A wet sound left Suho's throat, eyes similarly filled with a familiar wetness Sieun felt in his own eyes. Before Sieun could even blink, Suho was limping onto the motorcycle, leaving a lingering gaze locked onto Sieun before he revved the engine, and sped away.
From where he stood, he could see his father was right.
The rainbow sticker sat, with a pride of place directly in the centre of the delivery box on the back of the bike, and Sieun wondered how he never noticed it before. It was large, and unmistakable for its meaning.
It wasn't a curved rainbow. Not one you find in the sky as a blessing, an intermediate between sunshine and rainfall, bridging two polar opposites into one miracle. No, it was a rainbow in the shape of a rectangle, directly next to a yellow smiley face that now taunted Sieun.

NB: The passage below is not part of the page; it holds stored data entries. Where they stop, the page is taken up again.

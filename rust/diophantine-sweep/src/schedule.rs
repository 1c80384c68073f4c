//! Interval loop: repeated sweeps over successive equal-width sub-ranges.
//!
//! Every variable uses the same interval `[lo, lo + width − 1]`, clamped to
//! the absolute maximum. After each sweep the driver either advances on its
//! own (`Advance::Auto`) or asks the operator (`Advance::Manual`).

use crate::range::{RangeError, SearchRange};

#[derive(Debug, Clone, Copy, PartialEq, Eq)]
pub struct IntervalSchedule {
    start: i64,
    width: i64,
    absolute_max: i64,
}

impl IntervalSchedule {
    /// `start` must be non-negative because the interval doubles as the
    /// exponent range, and `absolute_max` must fit in `u32` for the same
    /// reason.
    pub fn new(start: i64, width: i64, absolute_max: i64) -> Result<Self, RangeError> {
        if width < 1 {
            return Err(RangeError::ZeroWidth(width));
        }
        if start > absolute_max {
            return Err(RangeError::EmptySchedule {
                start,
                max: absolute_max,
            });
        }
        if start < 0 || absolute_max > u32::MAX as i64 {
            return Err(RangeError::ExponentOutOfBounds {
                var: '*',
                min: start,
                max: absolute_max,
            });
        }
        Ok(IntervalSchedule {
            start,
            width,
            absolute_max,
        })
    }

    pub fn start(&self) -> i64 {
        self.start
    }

    pub fn width(&self) -> i64 {
        self.width
    }

    pub fn absolute_max(&self) -> i64 {
        self.absolute_max
    }

    pub fn intervals(&self) -> Intervals {
        Intervals {
            next: Some(self.start),
            width: self.width,
            max: self.absolute_max,
        }
    }
}

/// Iterator over the intervals of a schedule.
#[derive(Debug, Clone)]
pub struct Intervals {
    next: Option<i64>,
    width: i64,
    max: i64,
}

impl Iterator for Intervals {
    type Item = SearchRange;

    fn next(&mut self) -> Option<SearchRange> {
        let lo = self.next.filter(|&lo| lo <= self.max)?;
        let hi = lo.saturating_add(self.width - 1).min(self.max);
        self.next = hi.checked_add(1);
        Some(SearchRange { min: lo, max: hi })
    }
}

#[derive(Debug, Clone, Copy, PartialEq, Eq)]
pub enum Advance {
    Auto,
    Manual,
}

#[derive(Debug, Clone, Copy, PartialEq, Eq)]
enum State {
    Run(SearchRange),
    Advance,
    Stop,
}

/// Drive the loop: run each interval, then advance or stop.
///
/// `confirm` is only consulted in manual mode, with the interval that would
/// run next. Returns the number of completed sweeps.
pub fn drive<E, F, C>(
    schedule: &IntervalSchedule,
    advance: Advance,
    mut run_once: F,
    mut confirm: C,
) -> Result<usize, E>
where
    F: FnMut(SearchRange) -> Result<(), E>,
    C: FnMut(SearchRange) -> Result<bool, E>,
{
    let mut intervals = schedule.intervals();
    let mut completed = 0;
    let mut state = match intervals.next() {
        Some(first) => State::Run(first),
        None => State::Stop,
    };

    loop {
        state = match state {
            State::Run(interval) => {
                log::info!("Interval sweep {} over {}", completed + 1, interval);
                run_once(interval)?;
                completed += 1;
                State::Advance
            }
            State::Advance => match intervals.next() {
                None => {
                    log::info!("Reached absolute maximum {}", schedule.absolute_max());
                    State::Stop
                }
                Some(next) if advance == Advance::Auto => State::Run(next),
                Some(next) => {
                    if confirm(next)? {
                        State::Run(next)
                    } else {
                        log::info!("Operator stopped before {}", next);
                        State::Stop
                    }
                }
            },
            State::Stop => return Ok(completed),
        };
    }
}
//! diophantine-sweep CLI: brute-force search for a^b − c^d = 6.
//!
//! Modes:
//!   (default)                          One sweep over four ranges
//!   --interval=START,WIDTH,MAX         Repeated sweeps over [lo, lo+WIDTH-1]
//!
//! Options (anything missing is asked for interactively):
//!   --a=MIN,MAX --b=MIN,MAX --c=MIN,MAX --d=MIN,MAX   Search ranges
//!   --repo=owner/repo/path/file.json   Push target
//!   --token=<token>                    Access token (default: $GITHUB_TOKEN)
//!   --auto                             Interval mode: advance without asking
//!   --workers=<N>                      Worker count (default: all cores)
//!   --capacity=<N>                     Streaming channel bound (default: 1024)
//!   --ceiling-bits=<N>                 Overflow ceiling in bits (default: 2^20)
//!   --top=<N>                          Histogram buckets to report (default: 10)
//!   --batched                          Pooled batch delivery instead of streaming
//!   --out-dir=<path>                   Local output directory (default: results)
//!   --max-digits=<N>                   Longest integer written as a JSON number
//!   --keep-local                       Keep local document after a push
//!   --dry-run                          Write locally, do not publish

use diophantine_sweep::config::SweepConfig;
use diophantine_sweep::github::GitHubStore;
use diophantine_sweep::prompt::Prompter;
use diophantine_sweep::publish::RepoTarget;
use diophantine_sweep::range::{RangeSet, SearchRange};
use diophantine_sweep::schedule::{self, Advance, IntervalSchedule};
use diophantine_sweep::worker::Delivery;
use diophantine_sweep::{publish_sweep, run_sweep, SweepError};

/// CLI configuration parsed from command-line arguments.
struct CliConfig {
    sweep: SweepConfig,
    ranges: [Option<SearchRange>; 4],
    interval: Option<Vec<i64>>,
    auto: bool,
    repo: Option<String>,
    token: Option<String>,
}

fn flag_value<'a>(args: &'a [String], name: &str) -> Option<&'a str> {
    let prefix = format!("--{}=", name);
    args.iter().find_map(|a| a.strip_prefix(prefix.as_str()))
}

fn parse_flag<T: std::str::FromStr>(args: &[String], name: &str) -> Option<T> {
    let raw = flag_value(args, name)?;
    match raw.parse::<T>() {
        Ok(v) => Some(v),
        Err(_) => {
            eprintln!("Warning: ignoring unparsable --{}={}", name, raw);
            None
        }
    }
}

fn parse_args() -> CliConfig {
    let args: Vec<String> = std::env::args().collect();
    let mut sweep = SweepConfig::default();

    if let Some(n) = parse_flag::<usize>(&args, "workers") {
        sweep.workers = n.max(1);
    }
    if let Some(n) = parse_flag::<usize>(&args, "capacity") {
        sweep.channel_capacity = n.max(1);
    }
    if let Some(n) = parse_flag::<u64>(&args, "ceiling-bits") {
        sweep.magnitude_ceiling_bits = n;
    }
    if let Some(n) = parse_flag::<usize>(&args, "top") {
        sweep.top_n = n;
    }
    if let Some(n) = parse_flag::<usize>(&args, "max-digits") {
        sweep.document.max_integer_digits = n;
    }
    if let Some(dir) = flag_value(&args, "out-dir") {
        sweep.output_dir = dir.into();
    }
    if args.iter().any(|a| a == "--batched") {
        sweep.delivery = Delivery::Batched;
    }
    sweep.keep_local = args.iter().any(|a| a == "--keep-local");
    sweep.dry_run = args.iter().any(|a| a == "--dry-run");

    let ranges = ["a", "b", "c", "d"].map(|var| {
        let raw = flag_value(&args, var)?;
        match SearchRange::parse(raw) {
            Ok(r) => Some(r),
            Err(e) => {
                eprintln!("Warning: --{}={}: {}; will ask instead", var, raw, e);
                None
            }
        }
    });

    let interval = flag_value(&args, "interval").map(|raw| {
        raw.split(',')
            .filter_map(|s| s.trim().parse::<i64>().ok())
            .collect()
    });

    CliConfig {
        sweep,
        ranges,
        interval,
        auto: args.iter().any(|a| a == "--auto"),
        repo: flag_value(&args, "repo").map(str::to_string),
        token: flag_value(&args, "token")
            .map(str::to_string)
            .or_else(|| std::env::var("GITHUB_TOKEN").ok().filter(|t| !t.is_empty())),
    }
}

fn main() {
    env_logger::init();

    let cli = parse_args();

    println!("==============================================");
    println!("  diophantine-sweep: a^b - c^d = {}", cli.sweep.target);
    println!("==============================================");
    println!();

    let result = if cli.interval.is_some() {
        run_interval_mode(cli)
    } else {
        run_single_mode(cli)
    };

    if let Err(e) = result {
        eprintln!();
        eprintln!("Error: {}", e);
        std::process::exit(1);
    }
}

/// Ranges from the command line, falling back to prompts for the rest.
fn collect_ranges(
    given: [Option<SearchRange>; 4],
    prompter: &mut Prompter<std::io::StdinLock<'static>, std::io::Stdout>,
) -> Result<RangeSet, SweepError> {
    if let [Some(a), Some(b), Some(c), Some(d)] = given {
        match RangeSet::new(a, b, c, d) {
            Ok(set) => return Ok(set),
            Err(e) => eprintln!("Warning: {}; will ask instead", e),
        }
    }
    let mut ranges = [SearchRange::single(0); 4];
    for (i, var) in ['a', 'b', 'c', 'd'].into_iter().enumerate() {
        ranges[i] = match given[i] {
            Some(r) => r,
            None => prompter.read_range(var, var == 'b' || var == 'd')?,
        };
    }
    match RangeSet::new(ranges[0], ranges[1], ranges[2], ranges[3]) {
        Ok(set) => Ok(set),
        Err(e) => {
            eprintln!("  {}. Please enter all four ranges again.", e);
            Ok(prompter.read_range_set()?)
        }
    }
}

/// Repository target and store, unless this is a dry run.
fn collect_remote(
    repo: Option<String>,
    token: Option<String>,
    dry_run: bool,
    prompter: &mut Prompter<std::io::StdinLock<'static>, std::io::Stdout>,
) -> Result<Option<(RepoTarget, GitHubStore)>, SweepError> {
    if dry_run {
        return Ok(None);
    }
    let target = match repo.map(|r| r.parse::<RepoTarget>()) {
        Some(Ok(t)) => t,
        Some(Err(e)) => {
            eprintln!("Warning: {}", e);
            prompter.read_repo_target()?
        }
        None => prompter.read_repo_target()?,
    };
    let token = match token {
        Some(t) => t,
        None => prompter.read_token()?,
    };
    Ok(Some((target, GitHubStore::new(token))))
}

fn run_single_mode(cli: CliConfig) -> Result<(), SweepError> {
    let mut prompter = Prompter::stdio();
    let ranges = collect_ranges(cli.ranges, &mut prompter)?;
    let remote = collect_remote(cli.repo, cli.token, cli.sweep.dry_run, &mut prompter)?;

    println!("Searching {} ({} tuples) on {} workers", ranges, ranges.total(), cli.sweep.workers);
    let outcome = run_sweep(&ranges, &cli.sweep)?;
    print_summary(&outcome.diagnostics);

    match remote {
        Some((target, store)) => {
            let published = publish_sweep(&outcome, &store, &target, &cli.sweep)?;
            println!("  Published:       {} ({})", target, published);
        }
        None => println!("  Dry run: document kept at {}", outcome.document_path.display()),
    }
    Ok(())
}

fn run_interval_mode(cli: CliConfig) -> Result<(), SweepError> {
    let mut prompter = Prompter::stdio();

    let schedule = match cli.interval.as_deref() {
        Some(&[start, width, max]) => match IntervalSchedule::new(start, width, max) {
            Ok(s) => s,
            Err(e) => {
                eprintln!("Warning: --interval: {}; will ask instead", e);
                prompter.read_schedule()?
            }
        },
        _ => prompter.read_schedule()?,
    };
    let remote = collect_remote(cli.repo, cli.token, cli.sweep.dry_run, &mut prompter)?;
    let advance = if cli.auto { Advance::Auto } else { Advance::Manual };
    let config = cli.sweep;

    let completed = schedule::drive::<SweepError, _, _>(
        &schedule,
        advance,
        |interval| {
            let ranges = RangeSet::uniform(interval)?;
            println!();
            println!("--- Interval {} ({} tuples) ---", interval, ranges.total());
            let outcome = run_sweep(&ranges, &config)?;
            print_summary(&outcome.diagnostics);
            if let Some((target, store)) = &remote {
                let target = target.with_interval_suffix(interval.min, interval.max);
                let published = publish_sweep(&outcome, store, &target, &config)?;
                println!("  Published:       {} ({})", target, published);
            }
            Ok(())
        },
        |next| Ok(prompter.confirm(&format!("Continue with interval {}?", next))?),
    )?;

    println!();
    println!("Completed {} interval sweep(s).", completed);
    Ok(())
}

fn print_summary(diagnostics: &diophantine_sweep::aggregate::Diagnostics) {
    println!();
    println!("┌────────────────────────────────────────────┐");
    println!("│               Sweep summary                │");
    println!("└────────────────────────────────────────────┘");
    println!("{}", diagnostics);
}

He wasn't sure if he never noticed it out of pure ignorance, or if it was something he genuinely didn't think could be attributed to Suho.
Or maybe, deep down, he did see it one day in passing, yet never found the urge to care about it.
Something similar to the fact Suho has deep brown eyes, rich black hair and a mole underneath his left eye. Simple facts of his persona that were purely a part of what built Suho—the boy he treasured.
Sieun was still firmly stuck in place when his father scoffed, looking around to make sure there were no witnesses, before tugging on Sieun's hair, dragging him into the apartment complex.
His hand stayed aggressively tugging on his roots, a complete juxtaposition to how Suho had caressed the ends of his hair mere moments ago, while he forced Sieun up the stairs and eventually into the door of their apartment.
There, he threw Sieun over the boundary, tearing his own shoes off before slapping Sieun right across the face.
The sting was immediate, and the force was enough to knock Sieun backwards into the wall. He fell against it harshly, blasphemously, and the vibration caused the crucifix that hung on the wall to shake, threatening to fall.
His father wasn't done there, as he tracked to where Sieun was hunched over and, with a similar motion, flung him to the ground, and the boy was unable to contain the gasp of pain that left him.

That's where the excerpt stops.